The bill also would reduce benefits for workers who retire early, would add life expectancy to the calculations used to determine an individual’s base benefit, and allow room for a private account option.

Hagel filed the bill in an effort to break the political logjam over the long-term solvency of the system.

Hagel says the personal-account provision of his bill would offers Americans 44 and younger 2 options: Younger workers could invest 4% of their payroll taxes in a personal investment account modeled on the same accounts now offered to federal government employees (the remainder of their payroll tax contribution would continue to go into the traditional Social Security system); or younger workers could continue to invest their entire payroll tax in the traditional Social Security system.

If younger workers chose the personal account option, then those workers would be able to invest in the same 5 funds that collectively make up the current federal Thrift Savings Plan.

The bill would maintain the current early retirement age of 62. However, those who took early retirement would have their benefits adjusted. Currently, workers who retire early receive 70% of their full retirement benefits. under the bill proposed by Hagel, those benefits would drop to 63%.

Regarding the third component, Hagel says by factoring increased life expectancy to the calculations for the base Social Security benefit, the rate of increase in benefit payments would be slowed. “No other changes will be made to the annual consumer price indexing of benefit increases,” he says.

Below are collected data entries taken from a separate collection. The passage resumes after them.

//! Scheduled deletion of sandbox and checkpoint directories.
//!
//! Paths are enqueued with a delay; a periodic tick removes whatever has
//! come due, oldest first. Disk-pressure feedback arrives as
//! [`GcMessage::Prune`] with a maximum allowed age: anything older is
//! deleted immediately.
//!
//! Deletion failure is logged and retried once on a later tick;
//! persistent failure stays a warning, never fatal.

use std::collections::HashMap;
use std::path::PathBuf;
use std::time::Duration;

use async_trait::async_trait;
use tokio::sync::oneshot;
use tokio::time::Instant;
use tracing::{debug, info, warn};

use crate::actors::{Actor, ActorContext, ActorError, ActorHandle};

const TICK_INTERVAL: Duration = Duration::from_secs(1);

/// Messages handled by the garbage collector.
#[derive(Debug)]
pub enum GcMessage {
    /// Delete `path` once `delay` has elapsed.
    Schedule { path: PathBuf, delay: Duration },

    /// Take `path` back off the queue. Replies whether it was queued.
    Unschedule {
        path: PathBuf,
        reply: oneshot::Sender<bool>,
    },

    /// Disk pressure: delete everything older than `max_age` now.
    Prune { max_age: Duration },

    /// Internal timer.
    Tick,
}

#[derive(Debug, Clone)]
struct GcEntry {
    scheduled_at: Instant,
    due: Instant,
    failed_once: bool,
}

/// The garbage collection actor.
pub struct GarbageCollector {
    entries: HashMap<PathBuf, GcEntry>,
    tick_armed: bool,
}

impl GarbageCollector {
    pub fn new() -> Self {
        Self {
            entries: HashMap::new(),
            tick_armed: false,
        }
    }

    fn arm_tick(&mut self, ctx: &ActorContext<GcMessage>) {
        if !self.tick_armed && !self.entries.is_empty() {
            self.tick_armed = true;
            ctx.schedule(TICK_INTERVAL, GcMessage::Tick);
        }
    }

    /// Deletes every entry selected by `eligible`, oldest first.
    async fn sweep<F>(&mut self, eligible: F)
    where
        F: Fn(&GcEntry) -> bool,
    {
        let mut due: Vec<(PathBuf, GcEntry)> = self
            .entries
            .iter()
            .filter(|(_, entry)| eligible(entry))
            .map(|(path, entry)| (path.clone(), entry.clone()))
            .collect();
        due.sort_by_key(|(_, entry)| entry.scheduled_at);

        for (path, entry) in due {
            match tokio::fs::remove_dir_all(&path).await {
                Ok(()) => {
                    info!(path = %path.display(), "Garbage collected path");
                    self.entries.remove(&path);
                }
                Err(e) if e.kind() == std::io::ErrorKind::NotFound => {
                    debug!(path = %path.display(), "Path already gone");
                    self.entries.remove(&path);
                }
                Err(e) if !entry.failed_once => {
                    warn!(path = %path.display(), error = %e, "Failed to delete path, will retry once");
                    if let Some(entry) = self.entries.get_mut(&path) {
                        entry.failed_once = true;
                    }
                }
                Err(e) => {
                    warn!(path = %path.display(), error = %e, "Failed to delete path again, giving up");
                    self.entries.remove(&path);
                }
            }
        }
    }
}

impl Default for GarbageCollector {
    fn default() -> Self {
        Self::new()
    }
}

#[async_trait]
impl Actor for GarbageCollector {
    type Message = GcMessage;

    fn name(&self) -> &str {
        "gc"
    }

    async fn handle(
        &mut self,
        msg: GcMessage,
        ctx: &mut ActorContext<GcMessage>,
    ) -> Result<bool, ActorError> {
        match msg {
            GcMessage::Schedule { path, delay } => {
                debug!(path = %path.display(), delay_secs = delay.as_secs(), "Scheduled path for deletion");
                let now = Instant::now();
                self.entries.insert(
                    path,
                    GcEntry {
                        scheduled_at: now,
                        due: now + delay,
                        failed_once: false,
                    },
                );
                self.arm_tick(ctx);
            }

            GcMessage::Unschedule { path, reply } => {
                let removed = self.entries.remove(&path).is_some();
                if removed {
                    debug!(path = %path.display(), "Unscheduled path");
                }
                let _ = reply.send(removed);
            }

            GcMessage::Prune { max_age } => {
                let now = Instant::now();
                info!(max_age_secs = max_age.as_secs(), queued = self.entries.len(), "Pruning by age");
                self.sweep(|entry| now.duration_since(entry.scheduled_at) > max_age)
                    .await;
            }

            GcMessage::Tick => {
                self.tick_armed = false;
                let now = Instant::now();
                self.sweep(|entry| entry.due <= now).await;
                self.arm_tick(ctx);
            }
        }

        Ok(true)
    }
}

/// Typed handle over the GC actor's mailbox.
#[derive(Clone)]
pub struct GcHandle {
    handle: ActorHandle<GcMessage>,
}

impl GcHandle {
    pub fn new(handle: ActorHandle<GcMessage>) -> Self {
        Self { handle }
    }

    pub fn schedule(&self, path: PathBuf, delay: Duration) {
        let _ = self.handle.send(GcMessage::Schedule { path, delay });
    }

    /// Awaits the collector's answer: true if the path had been queued.
    pub async fn unschedule(&self, path: PathBuf) -> bool {
        let (reply, rx) = oneshot::channel();
        if self.handle.send(GcMessage::Unschedule { path, reply }).is_err() {
            return false;
        }
        rx.await.unwrap_or(false)
    }

    pub fn prune(&self, max_age: Duration) {
        let _ = self.handle.send(GcMessage::Prune { max_age });
    }
}

#[cfg(test)]
mod tests {
    use super::*;

    use crate::actors::spawn;

    fn make_dir(root: &std::path::Path, name: &str) -> PathBuf {
        let path = root.join(name);
        std::fs::create_dir_all(&path).unwrap();
        std::fs::write(path.join("file"), b"x").unwrap();
        path
    }

    #[tokio::test(start_paused = true)]
    async fn test_scheduled_path_deleted_after_delay() {
        let dir = tempfile::tempdir().unwrap();
        let victim = make_dir(dir.path(), "sandbox");

        let (handle, _actor) = spawn(GarbageCollector::new());
        let gc = GcHandle::new(handle);

        gc.schedule(victim.clone(), Duration::from_secs(60));

        tokio::time::sleep(Duration::from_secs(30)).await;
        assert!(victim.exists());

        tokio::time::sleep(Duration::from_secs(31)).await;
        // Give the tick a moment to run.
        tokio::time::sleep(Duration::from_secs(2)).await;
        assert!(!victim.exists());
    }

    #[tokio::test(start_paused = true)]
    async fn test_unschedule_prevents_deletion() {
        let dir = tempfile::tempdir().unwrap();
        let victim = make_dir(dir.path(), "sandbox");

        let (handle, _actor) = spawn(GarbageCollector::new());
        let gc = GcHandle::new(handle);

        gc.schedule(victim.clone(), Duration::from_secs(10));
        assert!(gc.unschedule(victim.clone()).await);

        tokio::time::sleep(Duration::from_secs(60)).await;
        assert!(victim.exists());

        // A second unschedule finds nothing.
        assert!(!gc.unschedule(victim.clone()).await);
    }

    #[tokio::test(start_paused = true)]
    async fn test_prune_deletes_old_entries_first() {
        let dir = tempfile::tempdir().unwrap();
        let old = make_dir(dir.path(), "old");
        let young = make_dir(dir.path(), "young");

        let (handle, _actor) = spawn(GarbageCollector::new());
        let gc = GcHandle::new(handle);

        gc.schedule(old.clone(), Duration::from_secs(3600));
        tokio::time::sleep(Duration::from_secs(100)).await;
        gc.schedule(young.clone(), Duration::from_secs(3600));

        // Disk pressure: everything older than 50s goes now.
        gc.prune(Duration::from_secs(50));
        tokio::time::sleep(Duration::from_secs(1)).await;

        assert!(!old.exists());
        assert!(young.exists());
    }

    #[tokio::test(start_paused = true)]
    async fn test_deleting_missing_path_is_fine() {
        let dir = tempfile::tempdir().unwrap();
        let ghost = dir.path().join("ghost");

        let (handle, _actor) = spawn(GarbageCollector::new());
        let gc = GcHandle::new(handle);

        gc.schedule(ghost, Duration::from_secs(1));
        tokio::time::sleep(Duration::from_secs(5)).await;
        // Nothing to assert beyond "did not crash": the entry is dropped.
    }
}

Currently, and individual’s base Social Security benefit is determined by their average income over 35 years and the wage index.

“In addition to making Social Security solvent, these adjustments can help us confront the challenges of increasing Medicare costs and shortages in the work force,” Hagel says. “It is important to protect the option of early retirement, but our laws need to encourage individuals to stay in the work force, not leave it. Medicare costs, Medicaid costs and labor shortages can be significantly reduced by keeping people healthy and productive and in the work force.”